Gold: $1684.80/ Silver: $39.15

SGS Notes: The big news this week was the downgrading of the US credit rating from AAA to AA+ with S&P. I won't fill the newsletter with that since it's been in all the news... But what we are about to watch is the coming spike in gold and silver prices due to this and other factors... The downgrading of the US Dollar will have a huge domino effect on other currencies around the world. So we will be seeing unbelievable volatility everywhere in the markets... and demand is about to go sky high.

 

Silver's Performance to Triple That of Gold over The Next 3-5 Years..

Eric Sprott

Silver is likely to be the investment of the decade in the same way that gold was the investment of the last one as both industrial and investment demand come to the fore, says Eric Sprott

 

According to Sprott Asset Management CEO, Eric Sprott, Silver is the investment of the decade. Not only is it likely to reach $50 an ounce by the end of the year but, he says, over the next three to five years, it's performance is likely to treble that of gold's.

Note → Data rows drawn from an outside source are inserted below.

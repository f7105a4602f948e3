//! Delimited text and page dump parsers

use crate::diagnostics::Diagnostic;
use crate::error::{Error, Result};
use crate::record::AttributeRecord;
use crate::values::PageContentIndex;
use regex::Regex;
use std::sync::OnceLock;

/// Default page boundary: a line of three or more `=`
pub const DEFAULT_PAGE_BOUNDARY: &str = r"^={3,}\s*$";

/// Default page header: the page name followed by `:` on its own line
pub const DEFAULT_PAGE_HEADER: &str = r"^\s*(?P<name>[^:]+?)\s*:\s*$";

/// Records parsed from delimited text
#[derive(Debug, Clone, Default, PartialEq)]
pub struct ParsedText {
    /// Field names, from the header row or by position
    pub header: Vec<String>,
    /// One record per non-blank data row, in source order
    pub records: Vec<AttributeRecord>,
    /// Rows that had to be adjusted
    pub diagnostics: Vec<Diagnostic>,
}

/// Parse delimited text into records
///
/// Standard CSV quoting applies: a quoted field may contain the delimiter and
/// line breaks, and `""` escapes a quote. An unterminated quoted field is
/// closed at end of input. Rows shorter than the header leave the trailing
/// attributes absent; longer rows are truncated to the header width. Blank
/// rows (empty or whitespace-only lines) are skipped; a row of only delimiters
/// is kept with empty values. Without a header, fields are named by zero-based
/// position.
pub fn parse(text: &str, delimiter: u8, has_header: bool) -> Result<ParsedText> {
    let mut csv_reader = csv::ReaderBuilder::new()
        .delimiter(delimiter)
        .has_headers(false)
        .flexible(true) // Allow varying number of fields
        .from_reader(text.as_bytes());

    let mut parsed = ParsedText::default();
    let mut header: Option<Vec<String>> = None;

    for result in csv_reader.records() {
        let record = result.map_err(|e| Error::Csv {
            source_name: "text".to_string(),
            source: e,
        })?;

        // A line holding only delimiters is a row of empty fields, not a blank row
        let blank = match record.len() {
            0 => true,
            1 => record[0].trim().is_empty(),
            _ => false,
        };
        if blank {
            continue;
        }

        if has_header && header.is_none() {
            header = Some(record.iter().map(str::to_string).collect());
            continue;
        }

        let row = parsed.records.len();
        let fields: Vec<&str> = record.iter().collect();

        let mut attributes = AttributeRecord::new();
        match &header {
            Some(names) => {
                if fields.len() > names.len() {
                    let diagnostic = Diagnostic::TruncatedRow {
                        row,
                        fields: fields.len(),
                        columns: names.len(),
                    };
                    diagnostic.warn();
                    parsed.diagnostics.push(diagnostic);
                }
                for (name, value) in names.iter().zip(fields) {
                    attributes.set(name.as_str(), value);
                }
            }
            None => {
                for (i, value) in fields.into_iter().enumerate() {
                    attributes.set(i.to_string(), value);
                }
            }
        }

        parsed.records.push(attributes);
    }

    parsed.header = match header {
        Some(names) => names,
        None => {
            let width = parsed.records.iter().map(|r| r.len()).max().unwrap_or(0);
            (0..width).map(|i| i.to_string()).collect()
        }
    };

    Ok(parsed)
}

/// How page dumps are split into named pages
#[derive(Debug, Clone)]
pub struct PageFormat {
    /// A line matching this starts a new block
    pub boundary: Regex,
    /// First non-blank line of a block; must capture `name`
    pub header: Regex,
}

impl PageFormat {
    /// Compile a page format from pattern strings
    pub fn new(boundary: &str, header: &str) -> Result<Self> {
        Ok(Self {
            boundary: compile(boundary)?,
            header: compile(header)?,
        })
    }

    /// Default header with a custom boundary pattern
    pub fn with_boundary(boundary: &str) -> Result<Self> {
        Ok(Self {
            boundary: compile(boundary)?,
            header: default_header().clone(),
        })
    }
}

impl Default for PageFormat {
    fn default() -> Self {
        Self {
            boundary: default_boundary().clone(),
            header: default_header().clone(),
        }
    }
}

fn default_boundary() -> &'static Regex {
    static REGEX: OnceLock<Regex> = OnceLock::new();
    REGEX.get_or_init(|| Regex::new(DEFAULT_PAGE_BOUNDARY).unwrap())
}

fn default_header() -> &'static Regex {
    static REGEX: OnceLock<Regex> = OnceLock::new();
    REGEX.get_or_init(|| Regex::new(DEFAULT_PAGE_HEADER).unwrap())
}

fn compile(pattern: &str) -> Result<Regex> {
    Regex::new(pattern).map_err(|e| Error::InvalidPattern {
        pattern: pattern.to_string(),
        source: e,
    })
}

/// Split a page dump into page name -> page body
///
/// Blocks that are entirely blank are ignored. A block whose first non-blank
/// line is not a name header is skipped and reported.
pub fn parse_pages(text: &str, format: &PageFormat) -> PageContentIndex {
    let mut blocks: Vec<Vec<&str>> = vec![Vec::new()];
    for line in text.lines() {
        if format.boundary.is_match(line) {
            blocks.push(Vec::new());
        } else if let Some(block) = blocks.last_mut() {
            block.push(line);
        }
    }

    let mut index = PageContentIndex::new();
    for (block_idx, lines) in blocks.iter().enumerate() {
        let Some(header_idx) = lines.iter().position(|l| !l.trim().is_empty()) else {
            continue;
        };

        let name = format
            .header
            .captures(lines[header_idx])
            .and_then(|c| c.name("name"))
            .map(|m| m.as_str().trim())
            .filter(|n| !n.is_empty());

        match name {
            Some(name) => {
                let body = lines[header_idx + 1..].join("\n");
                index.insert(name.to_string(), body);
            }
            None => index.push_diagnostic(Diagnostic::SkippedBlock {
                block: block_idx,
                reason: format!("no page name header in '{}'", lines[header_idx].trim()),
            }),
        }
    }

    tracing::debug!(
        pages = index.len(),
        skipped = index.skipped_blocks(),
        "parsed page dump"
    );

    index
}

/// Split a page dump using a boundary pattern and the default header
pub fn parse_pages_with(text: &str, boundary_pattern: &str) -> Result<PageContentIndex> {
    Ok(parse_pages(text, &PageFormat::with_boundary(boundary_pattern)?))
}

#[cfg(test)]
mod tests {
    use super::*;

    #[test]
    fn test_parse_simple_csv() {
        let csv = "ID,TAG,READADDR\n1,PUMP1,40001\n2,PUMP2,40002\n";
        let parsed = parse(csv, b',', true).unwrap();

        assert_eq!(parsed.header, vec!["ID", "TAG", "READADDR"]);
        assert_eq!(parsed.records.len(), 2);
        assert_eq!(parsed.records[0].get("TAG"), Some("PUMP1"));
        assert_eq!(parsed.records[1].get("READADDR"), Some("40002"));
        assert!(parsed.diagnostics.is_empty());
    }

    #[test]
    fn test_round_trip_unquoted() {
        let text = "ID\tTAG\tREADADDR\n1\tPUMP1\t40001\n2\tPUMP2\n3\t\t40003\n";
        let parsed = parse(text, b'\t', true).unwrap();

        let mut rendered = parsed.header.join("\t");
        rendered.push('\n');
        for record in &parsed.records {
            rendered.push_str(&record.to_delimited_string("\t"));
            rendered.push('\n');
        }
        assert_eq!(rendered, text);
    }

    #[test]
    fn test_quoted_fields() {
        let csv = "ID,Description\n1,\"Pump, main\"\n2,\"line one\nline two\"\n3,\"say \"\"hi\"\"\"\n";
        let parsed = parse(csv, b',', true).unwrap();

        assert_eq!(parsed.records[0].get("Description"), Some("Pump, main"));
        assert_eq!(parsed.records[1].get("Description"), Some("line one\nline two"));
        assert_eq!(parsed.records[2].get("Description"), Some("say \"hi\""));
    }

    #[test]
    fn test_short_rows_leave_fields_absent() {
        let parsed = parse("ID,TAG,Units\n1,PUMP1\n", b',', true).unwrap();
        let record = &parsed.records[0];

        assert_eq!(record.len(), 2);
        assert_eq!(record.get("Units"), None);
        assert_eq!(record.get_or("Units", "-"), "-");
    }

    #[test]
    fn test_long_rows_truncated() {
        let parsed = parse("ID,TAG\n1,PUMP1,extra\n", b',', true).unwrap();

        assert_eq!(parsed.records[0].len(), 2);
        assert_eq!(
            parsed.diagnostics,
            vec![Diagnostic::TruncatedRow {
                row: 0,
                fields: 3,
                columns: 2
            }]
        );
    }

    #[test]
    fn test_blank_rows_skipped() {
        let parsed = parse("ID,TAG\n\n1,A\n  \n2,B\n", b',', true).unwrap();
        assert_eq!(parsed.records.len(), 2);
        assert_eq!(parsed.records[1].get("ID"), Some("2"));
    }

    #[test]
    fn test_delimiter_only_row_kept() {
        let parsed = parse("ID,TAG\n1,A\n,\n2,B\n", b',', true).unwrap();

        assert_eq!(parsed.records.len(), 3);
        assert_eq!(parsed.records[1].get("ID"), Some(""));
        assert_eq!(parsed.records[1].get("TAG"), Some(""));
    }

    #[test]
    fn test_round_trip_with_empty_fields_row() {
        let text = "ID\tTAG\tREADADDR\n1\tPUMP1\t40001\n\t\t\n3\tP3\t40003\n";
        let parsed = parse(text, b'\t', true).unwrap();
        assert_eq!(parsed.records.len(), 3);

        let mut rendered = parsed.header.join("\t");
        rendered.push('\n');
        for record in &parsed.records {
            rendered.push_str(&record.to_delimited_string("\t"));
            rendered.push('\n');
        }
        assert_eq!(rendered, text);
    }

    #[test]
    fn test_unterminated_quote_closed_at_end() {
        let parsed = parse("ID,Note\n1,\"open\n2,x", b',', true).unwrap();

        assert_eq!(parsed.records.len(), 1);
        assert_eq!(parsed.records[0].get("Note"), Some("open\n2,x"));
    }

    #[test]
    fn test_parse_without_header() {
        let parsed = parse("a;b\nc;d;e\n", b';', false).unwrap();

        assert_eq!(parsed.header, vec!["0", "1", "2"]);
        assert_eq!(parsed.records.len(), 2);
        assert_eq!(parsed.records[0].get("1"), Some("b"));
        assert_eq!(parsed.records[1].get("2"), Some("e"));
    }

    #[test]
    fn test_parse_pages() {
        let dump = "===\nOverview:\nGroup\n  Pump1\n===\nno header here\nmore\n===\nAlarms:\nList\n";
        let index = parse_pages(dump, &PageFormat::default());

        assert_eq!(index.len(), 2);
        assert_eq!(index.get("Overview"), Some("Group\n  Pump1"));
        assert_eq!(index.get("Alarms"), Some("List"));
        assert_eq!(index.skipped_blocks(), 1);
    }

    #[test]
    fn test_parse_pages_duplicate_name() {
        let dump = "First:\nold\n===\nFirst:\nnew\n";
        let index = parse_pages(dump, &PageFormat::default());

        assert_eq!(index.get("First"), Some("new"));
        assert_eq!(
            index.diagnostics,
            vec![Diagnostic::DuplicatePage {
                name: "First".to_string()
            }]
        );
    }

    #[test]
    fn test_parse_pages_custom_boundary() {
        let dump = "Main:\nbody\n#PAGE\nSecond:\nmore\n";
        let index = parse_pages_with(dump, r"^#PAGE$").unwrap();
        assert_eq!(index.names().collect::<Vec<_>>(), vec!["Main", "Second"]);

        assert!(matches!(
            parse_pages_with(dump, "("),
            Err(Error::InvalidPattern { .. })
        ));
    }
}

Speaking on Mineweb.com's Metals Weekly podcast, Sprott said, "We've been huge proponents of gold over the last 11 years, and we've been involved in silver over that same time period but beginning about a year ago it became extremely evident to us that the investment demand for silver was massively understated."

This move also appears to be occurring in India, where festival celebrants, deterred by high gold prices have been buying silver ornaments as gifts. (See: Silver puts gold in the shade.)

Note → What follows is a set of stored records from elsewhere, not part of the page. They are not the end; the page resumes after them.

//! Error types for vt-core

use std::path::PathBuf;
use thiserror::Error;

/// Result type alias using our Error type
pub type Result<T> = std::result::Result<T, Error>;

/// Fatal errors that can occur in vt-core
///
/// Irregularities that can be worked around (duplicate keys, ragged rows,
/// skipped blocks) are reported as [`crate::Diagnostic`] values instead.
#[derive(Debug, Error)]
pub enum Error {
    /// The export or text dump could not be opened or read
    #[error("source unavailable '{path}': {source}")]
    SourceUnavailable {
        path: PathBuf,
        #[source]
        source: std::io::Error,
    },

    /// The source was readable but its structure is not recognizable
    #[error("malformed source '{source_name}': {message}")]
    MalformedSource { source_name: String, message: String },

    /// CSV error from the csv crate
    #[error("CSV error in '{source_name}': {source}")]
    Csv {
        source_name: String,
        #[source]
        source: csv::Error,
    },

    /// Directory traversal error
    #[error("failed to traverse export directory: {0}")]
    WalkDir(#[from] walkdir::Error),

    /// A page boundary or header pattern failed to compile
    #[error("invalid pattern '{pattern}': {source}")]
    InvalidPattern {
        pattern: String,
        #[source]
        source: regex::Error,
    },

    /// IO error
    #[error("IO error: {0}")]
    Io(#[from] std::io::Error),

    /// JSON serialization error
    #[error("JSON error: {0}")]
    Json(#[from] serde_json::Error),
}

impl Error {
    pub(crate) fn malformed(source_name: impl Into<String>, message: impl Into<String>) -> Self {
        Error::MalformedSource {
            source_name: source_name.into(),
            message: message.into(),
        }
    }
}
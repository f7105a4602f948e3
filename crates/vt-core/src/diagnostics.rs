//! Non-fatal conditions collected while loading a snapshot

use serde::{Deserialize, Serialize};
use std::fmt;

/// Which index of a [`crate::TagStore`] a key belongs to
#[derive(Debug, Clone, Copy, PartialEq, Eq, Serialize, Deserialize)]
pub enum KeyIndex {
    /// Export row key (e.g. "ID")
    Id,
    /// Tag name (e.g. "TAG")
    Name,
}

impl fmt::Display for KeyIndex {
    fn fmt(&self, f: &mut fmt::Formatter<'_>) -> fmt::Result {
        match self {
            KeyIndex::Id => write!(f, "id"),
            KeyIndex::Name => write!(f, "name"),
        }
    }
}

/// A condition that was resolved leniently and returned alongside a result
#[derive(Debug, Clone, PartialEq, Eq, Serialize, Deserialize)]
pub enum Diagnostic {
    /// A key appeared more than once; the later row replaced the earlier one
    DuplicateKey {
        index: KeyIndex,
        key: String,
        /// Zero-based position of the replacing row
        row: usize,
    },
    /// A row has no value for an indexed column and is not reachable by it
    MissingKey { index: KeyIndex, row: usize },
    /// A row had more fields than the header; the extras were dropped
    TruncatedRow {
        row: usize,
        fields: usize,
        columns: usize,
    },
    /// An export table without the configured id or name column
    SkippedTable { table: String, reason: String },
    /// A page block without a recognizable name header
    SkippedBlock { block: usize, reason: String },
    /// A page name appeared more than once; the later block replaced the earlier one
    DuplicatePage { name: String },
    /// A value dump line that does not have id, property and value fields
    SkippedLine { line: usize, reason: String },
    /// A value dump line referring to an id that the tag store does not know
    UnknownTag { line: usize, id: String },
    /// A composite id whose first component was empty, kept as the raw string
    DefaultedId { line: usize, raw: String },
}

impl Diagnostic {
    /// Check if this is a duplicate key in the given index
    pub fn is_duplicate_key(&self, which: KeyIndex) -> bool {
        matches!(self, Diagnostic::DuplicateKey { index, .. } if *index == which)
    }

    /// Check if this is a skipped page block
    pub fn is_skipped_block(&self) -> bool {
        matches!(self, Diagnostic::SkippedBlock { .. })
    }

    /// Emit this diagnostic as a warning event
    pub(crate) fn warn(&self) {
        tracing::warn!("{}", self);
    }
}

impl fmt::Display for Diagnostic {
    fn fmt(&self, f: &mut fmt::Formatter<'_>) -> fmt::Result {
        match self {
            Diagnostic::DuplicateKey { index, key, row } => {
                write!(f, "duplicate {} key '{}' at row {}, keeping the later row", index, key, row + 1)
            }
            Diagnostic::MissingKey { index, row } => {
                write!(f, "row {} has no {} key, not indexed", row + 1, index)
            }
            Diagnostic::TruncatedRow { row, fields, columns } => write!(
                f,
                "row {} has {} fields but only {} columns, truncating",
                row + 1,
                fields,
                columns
            ),
            Diagnostic::SkippedTable { table, reason } => {
                write!(f, "skipped table '{}': {}", table, reason)
            }
            Diagnostic::SkippedBlock { block, reason } => {
                write!(f, "skipped page block {}: {}", block + 1, reason)
            }
            Diagnostic::DuplicatePage { name } => {
                write!(f, "duplicate page '{}', keeping the later block", name)
            }
            Diagnostic::SkippedLine { line, reason } => {
                write!(f, "skipped value line {}: {}", line + 1, reason)
            }
            Diagnostic::UnknownTag { line, id } => {
                write!(f, "value line {} refers to unknown tag '{}'", line + 1, id)
            }
            Diagnostic::DefaultedId { line, raw } => {
                write!(f, "value line {} has unparseable id '{}', using it verbatim", line + 1, raw)
            }
        }
    }
}
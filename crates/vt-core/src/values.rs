//! Indexes built from the plain-text page and value dumps

use crate::diagnostics::Diagnostic;
use crate::record::AttributeRecord;
use crate::resolver::IdentifierMapping;
use serde::{Deserialize, Serialize};
use std::collections::BTreeMap;

/// Page name -> full raw text of the page
#[derive(Debug, Clone, Default, PartialEq, Serialize, Deserialize)]
pub struct PageContentIndex {
    /// Pages keyed by name. Using BTreeMap for deterministic ordering
    pub pages: BTreeMap<String, String>,
    /// Blocks that were skipped or replaced while parsing
    pub diagnostics: Vec<Diagnostic>,
}

impl PageContentIndex {
    /// Create a new empty index
    pub fn new() -> Self {
        Self::default()
    }

    /// Get the text of a page by name
    pub fn get(&self, name: &str) -> Option<&str> {
        self.pages.get(name).map(|s| s.as_str())
    }

    /// Get the number of pages
    pub fn len(&self) -> usize {
        self.pages.len()
    }

    /// Check if no pages were found
    pub fn is_empty(&self) -> bool {
        self.pages.is_empty()
    }

    /// Get all page names, sorted
    pub fn names(&self) -> impl Iterator<Item = &str> + '_ {
        self.pages.keys().map(|s| s.as_str())
    }

    /// Number of blocks skipped because they had no name header
    pub fn skipped_blocks(&self) -> usize {
        self.diagnostics.iter().filter(|d| d.is_skipped_block()).count()
    }

    /// Insert a page; a repeated name replaces the earlier text (last-write-wins)
    pub(crate) fn insert(&mut self, name: String, body: String) {
        if self.pages.insert(name.clone(), body).is_some() {
            self.push_diagnostic(Diagnostic::DuplicatePage { name });
        }
    }

    pub(crate) fn push_diagnostic(&mut self, diagnostic: Diagnostic) {
        diagnostic.warn();
        self.diagnostics.push(diagnostic);
    }
}

/// Resolved tag id -> {property name -> current value text}
#[derive(Debug, Clone, Default, PartialEq, Serialize, Deserialize)]
pub struct TagValueIndex {
    /// Property records keyed by canonical tag id
    pub values: BTreeMap<String, AttributeRecord>,
    /// Every composite group member seen for each canonical id, in first-seen order
    pub groups: BTreeMap<String, Vec<String>>,
    /// Lines that were skipped or could not be matched
    pub diagnostics: Vec<Diagnostic>,
}

impl TagValueIndex {
    /// Create a new empty index
    pub fn new() -> Self {
        Self::default()
    }

    /// Get all properties recorded for a tag
    pub fn get(&self, id: &str) -> Option<&AttributeRecord> {
        self.values.get(id)
    }

    /// Get one property value for a tag
    pub fn property(&self, id: &str, name: &str) -> Option<&str> {
        self.values.get(id).and_then(|r| r.get(name))
    }

    /// Get the full composite group recorded for a tag
    pub fn members(&self, id: &str) -> &[String] {
        self.groups.get(id).map(|v| v.as_slice()).unwrap_or(&[])
    }

    /// Iterate over (id, properties) in id order
    pub fn iter(&self) -> impl Iterator<Item = (&str, &AttributeRecord)> + '_ {
        self.values.iter().map(|(id, record)| (id.as_str(), record))
    }

    /// Get the number of tags with values
    pub fn len(&self) -> usize {
        self.values.len()
    }

    /// Check if no values were recorded
    pub fn is_empty(&self) -> bool {
        self.values.is_empty()
    }

    /// Record a property value; later lines overwrite earlier ones (last-write-wins)
    pub(crate) fn accumulate(&mut self, mapping: &IdentifierMapping<'_>, property: &str, value: &str) {
        let canonical = mapping.canonical.to_string();

        let group = self.groups.entry(canonical.clone()).or_default();
        for member in &mapping.members {
            if !group.iter().any(|m| m == member) {
                group.push(member.to_string());
            }
        }

        self.values
            .entry(canonical)
            .or_default()
            .set(property, value);
    }

    pub(crate) fn push_diagnostic(&mut self, diagnostic: Diagnostic) {
        diagnostic.warn();
        self.diagnostics.push(diagnostic);
    }
}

He adds, as a result of this, the ratio between the two metals is likely to get back to a more "appropriate" level around 16:1 - it is currently around 37:1 and only in June last year it was sitting around the 70:1 level.

"If one looked at the silver and gold sales as an example of the US Mint, so far this year, people have put the same dollars into silver as they've put into gold - which can't carry on with the price being 38:1 - you just can't have the same amount of money going in. We see the same thing in the ETFs - the silver ETFs have been growing while the gold ETFs so far this year, have declined," he says.

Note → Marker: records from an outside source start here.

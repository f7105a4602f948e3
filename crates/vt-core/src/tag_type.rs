//! Tag type inference from tag naming conventions

use crate::resolver::short_name;
use serde::{Deserialize, Serialize};

/// One tag type and the name prefixes that identify it
#[derive(Debug, Clone, PartialEq, Eq, Serialize, Deserialize)]
pub struct TagTypeRule {
    /// Tag type, which is also the export table holding tags of that type
    pub tag_type: String,
    /// Instrument prefixes (the part of the short name before the first `_`)
    pub prefixes: Vec<String>,
}

impl TagTypeRule {
    /// Create a new rule
    pub fn new(tag_type: impl Into<String>, prefixes: &[&str]) -> Self {
        Self {
            tag_type: tag_type.into(),
            prefixes: prefixes.iter().map(|p| p.to_string()).collect(),
        }
    }
}

/// Ordered rules for guessing a tag's type from its name
#[derive(Debug, Clone, PartialEq, Eq, Serialize, Deserialize)]
#[serde(transparent)]
pub struct TagTypeRules {
    pub rules: Vec<TagTypeRule>,
}

impl TagTypeRules {
    /// Create a rule set
    pub fn new(rules: Vec<TagTypeRule>) -> Self {
        Self { rules }
    }

    /// Infer the tag type of a (possibly hierarchical) tag name
    ///
    /// Examples with the default rules:
    /// - "Plant\\LIT_101" -> Some("AB_AI")
    /// - "FCV_3" -> Some("AB_FCV")
    /// - "XYZ_1" -> None
    pub fn infer(&self, name: &str) -> Option<&str> {
        let prefix = short_name(name).split('_').next().unwrap_or_default();
        self.rules
            .iter()
            .find(|rule| rule.prefixes.iter().any(|p| p == prefix))
            .map(|rule| rule.tag_type.as_str())
    }

    /// Get all tag type names, in rule order
    pub fn tag_types(&self) -> impl Iterator<Item = &str> + '_ {
        self.rules.iter().map(|r| r.tag_type.as_str())
    }
}

impl Default for TagTypeRules {
    /// Allen-Bradley naming conventions
    fn default() -> Self {
        Self::new(vec![
            TagTypeRule::new(
                "AB_AI",
                &["LT", "LIT", "AIT", "FIT", "PIT", "TT", "WIT", "ZA", "ZS"],
            ),
            TagTypeRule::new(
                "AB_DA",
                &["TAH", "TAL", "LAHH", "SD", "LS", "VAH", "PAH", "PAL", "FAL", "LAL", "LAH"],
            ),
            TagTypeRule::new("AB_FV", &["FV"]),
            TagTypeRule::new("AB_FCV", &["FCV"]),
            TagTypeRule::new("AB_MOTOR", &["P", "CP", "SC", "BL", "CF"]),
            TagTypeRule::new("AB_TOTALIZER", &[]),
        ])
    }
}

#[cfg(test)]
mod tests {
    use super::*;

    #[test]
    fn test_infer_default_rules() {
        let rules = TagTypeRules::default();
        assert_eq!(rules.infer("LIT_101"), Some("AB_AI"));
        assert_eq!(rules.infer("Plant\\Pumps\\P_7"), Some("AB_MOTOR"));
        assert_eq!(rules.infer("FCV_3"), Some("AB_FCV"));
        assert_eq!(rules.infer("LAHH_2"), Some("AB_DA"));
    }

    #[test]
    fn test_infer_unknown() {
        let rules = TagTypeRules::default();
        assert_eq!(rules.infer("XYZ_1"), None);
        assert_eq!(rules.infer(""), None);
        // Prefix match is exact, not a substring
        assert_eq!(rules.infer("PUMP1"), None);
    }

    #[test]
    fn test_rules_from_json() {
        let rules: TagTypeRules =
            serde_json::from_str(r#"[{"tag_type": "DIGITAL", "prefixes": ["XS", "HS"]}]"#).unwrap();
        assert_eq!(rules.infer("HS_1"), Some("DIGITAL"));
        assert_eq!(rules.tag_types().collect::<Vec<_>>(), vec!["DIGITAL"]);
    }
}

One of the main reasons for this, according to Sprott is that more and more people are viewing gold, and now silver, as the reserve currency and given the state of the world, there is a shift from paper to hard currencies.

It is not, however, just Sprott who sees this shift toward hard currencies. The state of Utah, recently signed a law which has made it the first U.S. state to recognize federally issued gold and silver coins as legal tender.

Asked why there is likely to be such a large relative outperformance, Sprott says, "the fundamentals for the two metals are entirely different. There is huge industrial demand for silver, there's not much industrial demand for gold. It's interesting when you look at how many dollars of gold are produced in a year and what's available for saving, and how many ounces of silver are produced per year, and how many of those ounces are available for investment, the ratio is something like there are 10 times more gold available for investment in dollars every year, than there is silver. So if the guy is just as happy to own silver as gold, the fundamentals are going to diverge markedly here."

With the growing industrial uses for the metal in, among other areas, photovoltaic cells, and the medical field (for its antibacterial properties) on top of the growing investment demand, higher prices could result in some substitution but, according to Sprott this is not really a concern as the dollar value of the silver is almost immaterial to the total cost of the product.

Any clouds to the silver lining?

Asked if there are any potential hiccoughs to the run for silver that he is predicting, Sprott says that while there are a few things that would cause him to change his mind, he does not really see any of them coming to pass any time soon

The first cloud, according to Sprott would be fiscal and monetary responsibility by governments and central banks but, he says, this is certainly not evident at present and would go so far as to say, " ever since we had QE1, the reason to own gold and silver has just changed materially here because of the irresponsibility of the central banks in the world

The other potential hiccough, he says would be some kind of massive mania type blow off, " you have to take your best guesses when something like that might end - I don't see it as being anywhere near that stage at this point."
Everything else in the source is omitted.